**Instructions to follow**
Look through the entries below and count the lines that contain "const". Reply with that number only.

=== Data records ===

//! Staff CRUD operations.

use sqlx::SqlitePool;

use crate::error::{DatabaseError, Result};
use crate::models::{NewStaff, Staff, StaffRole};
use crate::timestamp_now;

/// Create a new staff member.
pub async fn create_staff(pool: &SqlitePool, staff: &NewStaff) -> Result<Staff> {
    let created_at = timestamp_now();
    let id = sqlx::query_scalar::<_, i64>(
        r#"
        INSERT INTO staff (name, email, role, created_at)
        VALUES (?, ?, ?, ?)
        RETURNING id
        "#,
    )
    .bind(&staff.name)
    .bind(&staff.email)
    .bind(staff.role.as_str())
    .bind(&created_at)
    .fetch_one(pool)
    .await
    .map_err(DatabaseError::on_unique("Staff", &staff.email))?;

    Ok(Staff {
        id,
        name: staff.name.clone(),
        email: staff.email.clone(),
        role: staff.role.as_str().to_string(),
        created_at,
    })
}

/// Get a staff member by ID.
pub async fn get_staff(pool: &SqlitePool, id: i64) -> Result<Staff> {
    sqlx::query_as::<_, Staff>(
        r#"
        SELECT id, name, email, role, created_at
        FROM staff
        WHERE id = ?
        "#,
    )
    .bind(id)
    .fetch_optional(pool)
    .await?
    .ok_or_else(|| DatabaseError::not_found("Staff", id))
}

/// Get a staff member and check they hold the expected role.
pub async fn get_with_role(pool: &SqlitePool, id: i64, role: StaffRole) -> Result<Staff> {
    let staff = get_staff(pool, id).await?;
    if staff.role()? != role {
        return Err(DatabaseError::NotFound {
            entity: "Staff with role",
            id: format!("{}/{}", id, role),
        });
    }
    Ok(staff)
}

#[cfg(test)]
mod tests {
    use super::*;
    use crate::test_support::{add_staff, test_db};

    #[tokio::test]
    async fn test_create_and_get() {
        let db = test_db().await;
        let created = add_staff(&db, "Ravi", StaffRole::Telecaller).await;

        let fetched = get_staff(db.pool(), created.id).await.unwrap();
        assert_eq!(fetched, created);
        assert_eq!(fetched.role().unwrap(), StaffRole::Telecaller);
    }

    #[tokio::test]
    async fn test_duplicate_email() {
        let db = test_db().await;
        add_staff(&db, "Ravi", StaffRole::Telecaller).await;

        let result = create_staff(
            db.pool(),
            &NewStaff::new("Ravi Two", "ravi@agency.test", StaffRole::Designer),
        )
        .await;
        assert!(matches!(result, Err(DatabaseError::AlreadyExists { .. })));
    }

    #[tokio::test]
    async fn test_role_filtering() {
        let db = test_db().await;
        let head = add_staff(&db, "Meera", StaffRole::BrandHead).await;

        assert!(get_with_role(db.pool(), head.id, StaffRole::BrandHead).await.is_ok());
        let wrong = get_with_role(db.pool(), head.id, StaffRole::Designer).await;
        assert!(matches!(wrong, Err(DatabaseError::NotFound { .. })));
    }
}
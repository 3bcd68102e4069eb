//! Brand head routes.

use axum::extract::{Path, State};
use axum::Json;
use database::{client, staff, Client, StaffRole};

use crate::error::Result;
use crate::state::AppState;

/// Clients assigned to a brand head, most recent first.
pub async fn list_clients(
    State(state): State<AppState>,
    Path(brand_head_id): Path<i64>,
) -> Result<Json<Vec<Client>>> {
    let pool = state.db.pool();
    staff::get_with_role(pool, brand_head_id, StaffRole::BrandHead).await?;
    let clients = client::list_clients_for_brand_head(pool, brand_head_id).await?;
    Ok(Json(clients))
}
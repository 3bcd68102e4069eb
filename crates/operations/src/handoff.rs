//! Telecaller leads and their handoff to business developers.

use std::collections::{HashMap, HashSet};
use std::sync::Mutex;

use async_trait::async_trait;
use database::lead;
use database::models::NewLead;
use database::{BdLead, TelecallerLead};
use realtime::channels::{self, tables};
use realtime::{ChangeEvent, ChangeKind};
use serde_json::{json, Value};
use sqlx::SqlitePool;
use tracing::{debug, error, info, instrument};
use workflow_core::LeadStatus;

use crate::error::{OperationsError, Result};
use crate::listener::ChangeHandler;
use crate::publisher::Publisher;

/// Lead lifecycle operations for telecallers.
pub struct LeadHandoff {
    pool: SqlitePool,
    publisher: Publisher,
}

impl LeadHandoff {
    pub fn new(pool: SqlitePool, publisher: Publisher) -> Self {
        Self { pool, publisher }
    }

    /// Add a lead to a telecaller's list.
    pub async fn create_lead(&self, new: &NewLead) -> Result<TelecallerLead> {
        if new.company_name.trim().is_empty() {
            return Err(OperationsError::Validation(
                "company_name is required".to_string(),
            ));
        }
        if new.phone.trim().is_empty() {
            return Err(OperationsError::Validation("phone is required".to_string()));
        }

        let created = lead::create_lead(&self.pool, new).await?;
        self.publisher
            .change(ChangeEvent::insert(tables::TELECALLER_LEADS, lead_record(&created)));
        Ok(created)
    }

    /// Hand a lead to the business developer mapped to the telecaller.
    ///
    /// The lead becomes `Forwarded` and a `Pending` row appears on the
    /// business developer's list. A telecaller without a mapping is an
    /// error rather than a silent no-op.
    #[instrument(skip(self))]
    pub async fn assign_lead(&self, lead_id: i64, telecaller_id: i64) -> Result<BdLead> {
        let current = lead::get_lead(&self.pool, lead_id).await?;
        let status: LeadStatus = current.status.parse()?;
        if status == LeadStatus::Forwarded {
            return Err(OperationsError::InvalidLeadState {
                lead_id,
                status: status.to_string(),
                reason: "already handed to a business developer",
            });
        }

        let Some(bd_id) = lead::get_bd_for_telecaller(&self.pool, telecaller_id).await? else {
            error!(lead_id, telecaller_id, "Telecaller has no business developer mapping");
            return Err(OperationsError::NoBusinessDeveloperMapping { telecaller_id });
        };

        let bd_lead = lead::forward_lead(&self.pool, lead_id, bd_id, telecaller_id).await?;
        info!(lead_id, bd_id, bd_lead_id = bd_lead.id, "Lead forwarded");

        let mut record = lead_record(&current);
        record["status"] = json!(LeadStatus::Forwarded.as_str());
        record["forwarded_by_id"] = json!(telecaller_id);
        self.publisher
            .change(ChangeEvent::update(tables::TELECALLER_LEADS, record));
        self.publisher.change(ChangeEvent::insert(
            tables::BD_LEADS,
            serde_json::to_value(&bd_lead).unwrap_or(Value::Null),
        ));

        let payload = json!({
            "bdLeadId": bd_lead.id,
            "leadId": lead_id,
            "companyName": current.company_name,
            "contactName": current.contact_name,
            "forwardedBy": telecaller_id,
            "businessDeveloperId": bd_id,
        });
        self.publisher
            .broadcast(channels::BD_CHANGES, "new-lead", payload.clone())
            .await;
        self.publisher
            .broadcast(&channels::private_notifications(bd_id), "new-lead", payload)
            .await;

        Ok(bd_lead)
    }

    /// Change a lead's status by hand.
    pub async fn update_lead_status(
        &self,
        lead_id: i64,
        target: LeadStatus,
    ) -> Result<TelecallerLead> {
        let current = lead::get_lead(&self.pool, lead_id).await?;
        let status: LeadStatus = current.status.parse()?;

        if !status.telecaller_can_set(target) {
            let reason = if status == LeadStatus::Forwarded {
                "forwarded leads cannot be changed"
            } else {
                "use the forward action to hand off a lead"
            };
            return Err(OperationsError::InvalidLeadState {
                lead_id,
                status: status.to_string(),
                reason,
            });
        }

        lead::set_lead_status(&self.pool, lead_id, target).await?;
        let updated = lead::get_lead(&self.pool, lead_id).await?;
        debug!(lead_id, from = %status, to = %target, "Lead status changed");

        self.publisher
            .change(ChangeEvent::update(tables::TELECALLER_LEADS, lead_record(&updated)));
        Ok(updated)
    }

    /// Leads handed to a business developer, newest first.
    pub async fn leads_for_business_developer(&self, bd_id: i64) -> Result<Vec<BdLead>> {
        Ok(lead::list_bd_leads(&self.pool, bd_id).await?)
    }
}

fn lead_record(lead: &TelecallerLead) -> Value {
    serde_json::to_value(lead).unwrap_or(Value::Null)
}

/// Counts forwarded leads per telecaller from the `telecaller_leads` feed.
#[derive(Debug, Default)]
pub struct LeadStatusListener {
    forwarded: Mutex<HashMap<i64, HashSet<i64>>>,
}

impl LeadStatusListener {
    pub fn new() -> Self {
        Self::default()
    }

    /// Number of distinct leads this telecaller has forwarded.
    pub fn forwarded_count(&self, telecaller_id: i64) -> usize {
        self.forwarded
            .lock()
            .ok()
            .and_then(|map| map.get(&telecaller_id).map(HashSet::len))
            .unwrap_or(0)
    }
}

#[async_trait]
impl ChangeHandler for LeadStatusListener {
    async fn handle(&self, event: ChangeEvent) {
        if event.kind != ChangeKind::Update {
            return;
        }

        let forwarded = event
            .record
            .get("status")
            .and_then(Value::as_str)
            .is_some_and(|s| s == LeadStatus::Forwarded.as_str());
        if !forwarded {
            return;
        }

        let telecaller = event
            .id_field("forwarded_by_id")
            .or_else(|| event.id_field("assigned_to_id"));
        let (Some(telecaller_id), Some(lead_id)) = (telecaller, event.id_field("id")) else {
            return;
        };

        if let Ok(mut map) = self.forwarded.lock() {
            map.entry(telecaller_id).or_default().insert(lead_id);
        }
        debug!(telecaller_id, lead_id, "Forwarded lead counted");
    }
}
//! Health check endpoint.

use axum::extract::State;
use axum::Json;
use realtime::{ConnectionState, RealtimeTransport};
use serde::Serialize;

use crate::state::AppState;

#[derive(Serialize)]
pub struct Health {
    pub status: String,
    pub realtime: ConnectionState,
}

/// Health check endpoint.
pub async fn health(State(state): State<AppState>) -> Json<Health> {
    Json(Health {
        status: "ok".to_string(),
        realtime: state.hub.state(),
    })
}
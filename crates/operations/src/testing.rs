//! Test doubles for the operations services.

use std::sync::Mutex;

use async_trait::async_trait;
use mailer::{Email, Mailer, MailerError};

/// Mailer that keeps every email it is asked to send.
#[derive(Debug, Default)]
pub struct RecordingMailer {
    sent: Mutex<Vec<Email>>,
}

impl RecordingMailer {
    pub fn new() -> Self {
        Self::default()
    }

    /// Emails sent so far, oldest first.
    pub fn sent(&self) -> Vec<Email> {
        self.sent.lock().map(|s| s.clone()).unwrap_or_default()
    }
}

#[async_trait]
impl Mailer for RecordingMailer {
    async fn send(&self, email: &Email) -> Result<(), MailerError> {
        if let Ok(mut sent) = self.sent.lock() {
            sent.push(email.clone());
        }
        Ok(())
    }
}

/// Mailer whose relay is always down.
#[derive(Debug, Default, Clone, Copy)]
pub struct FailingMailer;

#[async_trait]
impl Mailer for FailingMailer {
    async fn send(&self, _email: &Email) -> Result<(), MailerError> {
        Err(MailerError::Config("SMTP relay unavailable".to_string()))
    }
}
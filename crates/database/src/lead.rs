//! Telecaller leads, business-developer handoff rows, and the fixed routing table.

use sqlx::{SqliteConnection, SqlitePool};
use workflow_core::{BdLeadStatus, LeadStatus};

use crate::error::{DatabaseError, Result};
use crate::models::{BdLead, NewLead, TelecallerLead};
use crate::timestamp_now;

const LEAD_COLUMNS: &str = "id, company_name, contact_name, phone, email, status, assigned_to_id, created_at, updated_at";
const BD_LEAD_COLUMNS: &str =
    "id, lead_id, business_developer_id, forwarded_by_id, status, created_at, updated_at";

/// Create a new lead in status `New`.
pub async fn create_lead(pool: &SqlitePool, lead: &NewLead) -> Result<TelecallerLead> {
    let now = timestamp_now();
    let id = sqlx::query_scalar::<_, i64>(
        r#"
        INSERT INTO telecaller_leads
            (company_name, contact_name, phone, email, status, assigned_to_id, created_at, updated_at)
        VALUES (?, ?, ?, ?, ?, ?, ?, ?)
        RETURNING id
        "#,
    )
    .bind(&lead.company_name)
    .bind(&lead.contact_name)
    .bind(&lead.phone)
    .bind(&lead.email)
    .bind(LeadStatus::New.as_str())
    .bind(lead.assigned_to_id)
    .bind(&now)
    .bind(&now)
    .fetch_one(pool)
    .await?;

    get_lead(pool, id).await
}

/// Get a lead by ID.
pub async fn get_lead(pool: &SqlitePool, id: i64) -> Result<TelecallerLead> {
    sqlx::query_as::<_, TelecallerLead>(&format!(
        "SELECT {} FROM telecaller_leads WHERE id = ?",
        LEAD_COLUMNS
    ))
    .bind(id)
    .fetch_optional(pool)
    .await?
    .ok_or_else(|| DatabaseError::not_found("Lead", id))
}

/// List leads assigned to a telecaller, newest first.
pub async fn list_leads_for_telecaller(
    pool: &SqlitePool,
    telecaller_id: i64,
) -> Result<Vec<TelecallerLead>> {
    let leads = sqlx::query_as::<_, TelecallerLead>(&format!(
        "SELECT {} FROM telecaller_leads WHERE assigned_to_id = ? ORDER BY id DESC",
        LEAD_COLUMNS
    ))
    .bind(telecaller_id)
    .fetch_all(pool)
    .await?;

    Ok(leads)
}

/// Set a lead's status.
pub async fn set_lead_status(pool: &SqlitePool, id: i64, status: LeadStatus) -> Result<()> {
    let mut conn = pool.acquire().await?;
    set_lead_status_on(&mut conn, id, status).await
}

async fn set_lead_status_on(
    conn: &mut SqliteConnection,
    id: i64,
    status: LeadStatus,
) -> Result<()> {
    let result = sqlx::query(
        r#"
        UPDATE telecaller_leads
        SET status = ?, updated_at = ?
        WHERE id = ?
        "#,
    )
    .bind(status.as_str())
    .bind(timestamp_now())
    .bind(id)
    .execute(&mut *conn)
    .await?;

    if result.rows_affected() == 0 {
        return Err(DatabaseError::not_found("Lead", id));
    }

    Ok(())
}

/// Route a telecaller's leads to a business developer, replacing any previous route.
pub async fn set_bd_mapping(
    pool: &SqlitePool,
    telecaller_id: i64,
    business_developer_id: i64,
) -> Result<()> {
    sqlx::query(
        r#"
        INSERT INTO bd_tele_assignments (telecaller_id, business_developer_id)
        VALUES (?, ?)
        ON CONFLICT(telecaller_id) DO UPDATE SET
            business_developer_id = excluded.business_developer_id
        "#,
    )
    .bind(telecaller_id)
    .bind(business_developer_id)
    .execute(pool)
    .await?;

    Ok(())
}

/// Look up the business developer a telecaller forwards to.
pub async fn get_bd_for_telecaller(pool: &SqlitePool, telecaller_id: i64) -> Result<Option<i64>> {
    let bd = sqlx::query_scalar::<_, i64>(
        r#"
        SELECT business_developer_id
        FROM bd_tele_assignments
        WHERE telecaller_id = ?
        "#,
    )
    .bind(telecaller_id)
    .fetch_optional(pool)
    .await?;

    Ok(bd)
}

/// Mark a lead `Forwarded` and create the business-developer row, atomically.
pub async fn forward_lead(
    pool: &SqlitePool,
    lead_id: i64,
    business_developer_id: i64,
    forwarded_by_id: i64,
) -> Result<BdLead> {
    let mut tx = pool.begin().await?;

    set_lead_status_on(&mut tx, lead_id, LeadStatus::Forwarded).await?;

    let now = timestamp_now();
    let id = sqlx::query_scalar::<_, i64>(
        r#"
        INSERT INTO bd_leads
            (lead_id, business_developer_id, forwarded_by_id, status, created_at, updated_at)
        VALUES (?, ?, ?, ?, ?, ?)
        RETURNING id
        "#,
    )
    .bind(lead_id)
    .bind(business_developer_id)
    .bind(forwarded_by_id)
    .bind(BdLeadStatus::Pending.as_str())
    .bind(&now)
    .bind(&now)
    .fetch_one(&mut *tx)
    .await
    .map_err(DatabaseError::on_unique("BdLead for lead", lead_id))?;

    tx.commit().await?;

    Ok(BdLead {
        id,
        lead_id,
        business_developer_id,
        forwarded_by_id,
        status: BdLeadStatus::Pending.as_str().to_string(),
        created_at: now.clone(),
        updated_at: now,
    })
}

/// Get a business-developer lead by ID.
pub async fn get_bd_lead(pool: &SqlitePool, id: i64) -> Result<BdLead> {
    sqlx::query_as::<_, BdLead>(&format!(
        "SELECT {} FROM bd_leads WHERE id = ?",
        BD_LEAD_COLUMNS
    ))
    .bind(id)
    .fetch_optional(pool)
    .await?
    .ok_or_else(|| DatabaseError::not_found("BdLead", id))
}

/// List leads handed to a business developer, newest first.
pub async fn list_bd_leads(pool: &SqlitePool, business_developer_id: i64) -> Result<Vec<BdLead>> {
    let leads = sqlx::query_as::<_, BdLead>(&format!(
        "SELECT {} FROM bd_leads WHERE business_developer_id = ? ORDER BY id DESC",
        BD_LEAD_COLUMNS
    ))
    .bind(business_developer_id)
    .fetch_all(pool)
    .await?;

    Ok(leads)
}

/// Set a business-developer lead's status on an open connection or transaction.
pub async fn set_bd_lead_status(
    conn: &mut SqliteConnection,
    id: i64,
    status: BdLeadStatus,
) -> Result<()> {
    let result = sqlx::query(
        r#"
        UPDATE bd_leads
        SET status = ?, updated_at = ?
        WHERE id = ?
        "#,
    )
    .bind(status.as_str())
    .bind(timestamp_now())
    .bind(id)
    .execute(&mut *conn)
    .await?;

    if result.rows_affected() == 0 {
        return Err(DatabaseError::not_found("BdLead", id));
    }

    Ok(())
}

===

**Answer to the exercise**
2